▸ Your task: Everything from the first line of the material below through the line containing "use super::flex::Flex;" must be retyped exactly, and nothing past it.

▸ Data to process:
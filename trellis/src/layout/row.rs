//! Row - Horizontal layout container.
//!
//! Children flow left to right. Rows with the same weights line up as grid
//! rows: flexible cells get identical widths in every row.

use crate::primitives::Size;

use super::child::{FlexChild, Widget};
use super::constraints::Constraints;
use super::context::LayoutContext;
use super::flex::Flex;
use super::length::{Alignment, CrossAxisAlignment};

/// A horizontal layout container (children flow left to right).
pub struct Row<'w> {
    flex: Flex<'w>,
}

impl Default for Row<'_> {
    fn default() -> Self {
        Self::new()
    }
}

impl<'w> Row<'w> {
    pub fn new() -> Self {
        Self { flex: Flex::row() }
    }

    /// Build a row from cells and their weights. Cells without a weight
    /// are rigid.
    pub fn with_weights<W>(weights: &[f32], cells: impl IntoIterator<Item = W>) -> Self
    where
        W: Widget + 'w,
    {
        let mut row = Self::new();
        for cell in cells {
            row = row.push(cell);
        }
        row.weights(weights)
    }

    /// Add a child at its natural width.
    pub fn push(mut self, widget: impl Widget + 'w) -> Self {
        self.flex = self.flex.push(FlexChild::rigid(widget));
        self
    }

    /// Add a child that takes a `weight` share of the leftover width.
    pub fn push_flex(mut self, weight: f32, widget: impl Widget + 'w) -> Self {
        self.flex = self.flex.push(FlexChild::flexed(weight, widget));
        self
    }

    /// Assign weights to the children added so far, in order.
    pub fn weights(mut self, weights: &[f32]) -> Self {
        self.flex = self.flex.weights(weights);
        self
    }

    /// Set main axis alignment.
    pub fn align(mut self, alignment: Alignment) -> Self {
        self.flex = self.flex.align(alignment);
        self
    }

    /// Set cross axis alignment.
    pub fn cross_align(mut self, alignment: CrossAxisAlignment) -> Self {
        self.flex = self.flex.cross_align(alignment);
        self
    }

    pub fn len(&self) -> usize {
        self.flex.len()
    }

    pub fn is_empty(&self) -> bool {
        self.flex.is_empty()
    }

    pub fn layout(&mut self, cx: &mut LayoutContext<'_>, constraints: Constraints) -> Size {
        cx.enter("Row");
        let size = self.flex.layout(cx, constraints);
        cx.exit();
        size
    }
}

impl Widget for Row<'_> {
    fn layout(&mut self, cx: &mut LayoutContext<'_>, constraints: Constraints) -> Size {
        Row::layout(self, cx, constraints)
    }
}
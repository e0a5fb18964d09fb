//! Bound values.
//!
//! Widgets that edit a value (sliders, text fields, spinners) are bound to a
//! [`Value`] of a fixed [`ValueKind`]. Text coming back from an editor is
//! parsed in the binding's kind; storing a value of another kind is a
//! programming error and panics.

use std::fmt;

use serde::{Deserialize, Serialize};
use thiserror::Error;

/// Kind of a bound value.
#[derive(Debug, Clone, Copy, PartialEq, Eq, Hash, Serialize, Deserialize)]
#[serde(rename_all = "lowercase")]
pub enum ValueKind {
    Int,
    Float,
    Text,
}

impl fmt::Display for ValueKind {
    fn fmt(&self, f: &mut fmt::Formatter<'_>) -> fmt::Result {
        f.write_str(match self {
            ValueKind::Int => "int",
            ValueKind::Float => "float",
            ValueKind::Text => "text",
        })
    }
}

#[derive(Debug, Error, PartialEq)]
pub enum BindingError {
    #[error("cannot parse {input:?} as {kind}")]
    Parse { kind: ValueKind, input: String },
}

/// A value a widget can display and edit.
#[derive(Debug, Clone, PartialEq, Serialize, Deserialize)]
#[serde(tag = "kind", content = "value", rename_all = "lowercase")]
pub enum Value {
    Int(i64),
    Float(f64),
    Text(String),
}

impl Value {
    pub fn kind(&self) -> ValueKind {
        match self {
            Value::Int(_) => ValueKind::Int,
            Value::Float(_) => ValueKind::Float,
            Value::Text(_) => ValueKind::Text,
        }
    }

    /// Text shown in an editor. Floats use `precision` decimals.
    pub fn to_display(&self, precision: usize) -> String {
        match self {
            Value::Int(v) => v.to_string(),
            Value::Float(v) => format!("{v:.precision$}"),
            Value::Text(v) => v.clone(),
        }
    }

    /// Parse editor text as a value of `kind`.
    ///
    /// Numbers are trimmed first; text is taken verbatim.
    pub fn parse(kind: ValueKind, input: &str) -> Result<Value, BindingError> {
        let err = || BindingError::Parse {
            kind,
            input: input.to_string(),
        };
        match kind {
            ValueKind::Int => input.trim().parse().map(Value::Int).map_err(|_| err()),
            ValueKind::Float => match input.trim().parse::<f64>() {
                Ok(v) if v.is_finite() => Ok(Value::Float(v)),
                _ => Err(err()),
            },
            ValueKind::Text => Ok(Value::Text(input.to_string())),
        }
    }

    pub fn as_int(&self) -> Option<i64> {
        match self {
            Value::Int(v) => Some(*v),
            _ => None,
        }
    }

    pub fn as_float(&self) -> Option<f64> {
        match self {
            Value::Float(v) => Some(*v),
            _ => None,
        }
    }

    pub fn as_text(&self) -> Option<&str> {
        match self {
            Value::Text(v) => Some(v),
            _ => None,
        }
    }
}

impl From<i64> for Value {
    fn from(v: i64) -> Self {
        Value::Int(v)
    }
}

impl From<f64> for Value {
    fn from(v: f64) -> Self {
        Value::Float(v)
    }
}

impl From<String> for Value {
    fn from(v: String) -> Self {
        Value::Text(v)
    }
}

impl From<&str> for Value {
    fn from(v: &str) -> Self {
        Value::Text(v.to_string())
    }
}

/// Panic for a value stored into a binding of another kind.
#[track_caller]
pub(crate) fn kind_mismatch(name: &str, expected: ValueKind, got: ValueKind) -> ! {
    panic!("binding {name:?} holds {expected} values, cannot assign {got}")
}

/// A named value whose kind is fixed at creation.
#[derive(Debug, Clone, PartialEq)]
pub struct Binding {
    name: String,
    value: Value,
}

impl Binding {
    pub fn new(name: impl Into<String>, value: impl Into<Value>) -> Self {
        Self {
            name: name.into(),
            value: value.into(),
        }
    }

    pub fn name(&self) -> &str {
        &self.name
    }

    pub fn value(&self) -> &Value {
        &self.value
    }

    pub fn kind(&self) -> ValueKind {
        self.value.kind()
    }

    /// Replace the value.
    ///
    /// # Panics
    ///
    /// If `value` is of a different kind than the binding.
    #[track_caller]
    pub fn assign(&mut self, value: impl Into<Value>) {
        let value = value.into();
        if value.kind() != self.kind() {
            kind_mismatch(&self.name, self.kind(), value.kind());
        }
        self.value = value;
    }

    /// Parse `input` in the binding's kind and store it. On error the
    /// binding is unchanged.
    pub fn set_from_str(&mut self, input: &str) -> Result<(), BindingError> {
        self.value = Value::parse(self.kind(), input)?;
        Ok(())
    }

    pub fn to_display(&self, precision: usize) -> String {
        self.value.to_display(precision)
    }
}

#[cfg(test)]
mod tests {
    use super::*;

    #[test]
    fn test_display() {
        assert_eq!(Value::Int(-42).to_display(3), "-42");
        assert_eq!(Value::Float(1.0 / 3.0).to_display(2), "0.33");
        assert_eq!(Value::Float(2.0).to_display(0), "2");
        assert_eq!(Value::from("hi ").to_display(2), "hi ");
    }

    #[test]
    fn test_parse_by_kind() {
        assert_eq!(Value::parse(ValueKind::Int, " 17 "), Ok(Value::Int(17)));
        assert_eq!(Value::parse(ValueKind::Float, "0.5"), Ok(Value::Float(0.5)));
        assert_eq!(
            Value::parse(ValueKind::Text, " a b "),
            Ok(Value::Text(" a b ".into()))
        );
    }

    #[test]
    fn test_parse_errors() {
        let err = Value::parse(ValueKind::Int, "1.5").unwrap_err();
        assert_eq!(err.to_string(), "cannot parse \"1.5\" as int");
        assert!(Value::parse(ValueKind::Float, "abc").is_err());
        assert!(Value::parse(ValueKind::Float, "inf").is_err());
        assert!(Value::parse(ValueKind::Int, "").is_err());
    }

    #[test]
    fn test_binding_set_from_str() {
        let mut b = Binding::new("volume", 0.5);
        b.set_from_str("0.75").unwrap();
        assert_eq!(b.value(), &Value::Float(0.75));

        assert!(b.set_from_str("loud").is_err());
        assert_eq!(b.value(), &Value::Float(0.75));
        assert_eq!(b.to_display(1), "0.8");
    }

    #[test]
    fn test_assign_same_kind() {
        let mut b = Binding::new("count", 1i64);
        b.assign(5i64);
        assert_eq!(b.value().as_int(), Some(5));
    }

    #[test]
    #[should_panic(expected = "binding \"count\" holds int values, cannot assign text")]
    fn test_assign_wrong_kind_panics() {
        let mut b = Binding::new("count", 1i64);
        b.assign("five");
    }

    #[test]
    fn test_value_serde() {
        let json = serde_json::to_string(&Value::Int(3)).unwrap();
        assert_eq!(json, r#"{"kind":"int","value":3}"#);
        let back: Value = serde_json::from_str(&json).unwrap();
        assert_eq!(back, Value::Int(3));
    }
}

▸ Response to this task:
filename trellis/src/layout/row.rs
//! Row - Horizontal layout container.
//!
//! Children flow left to right. Rows with the same weights line up as grid
//! rows: flexible cells get identical widths in every row.

use crate::primitives::Size;

use super::child::{FlexChild, Widget};
use super::constraints::Constraints;
use super::context::LayoutContext;
use super::flex::Flex;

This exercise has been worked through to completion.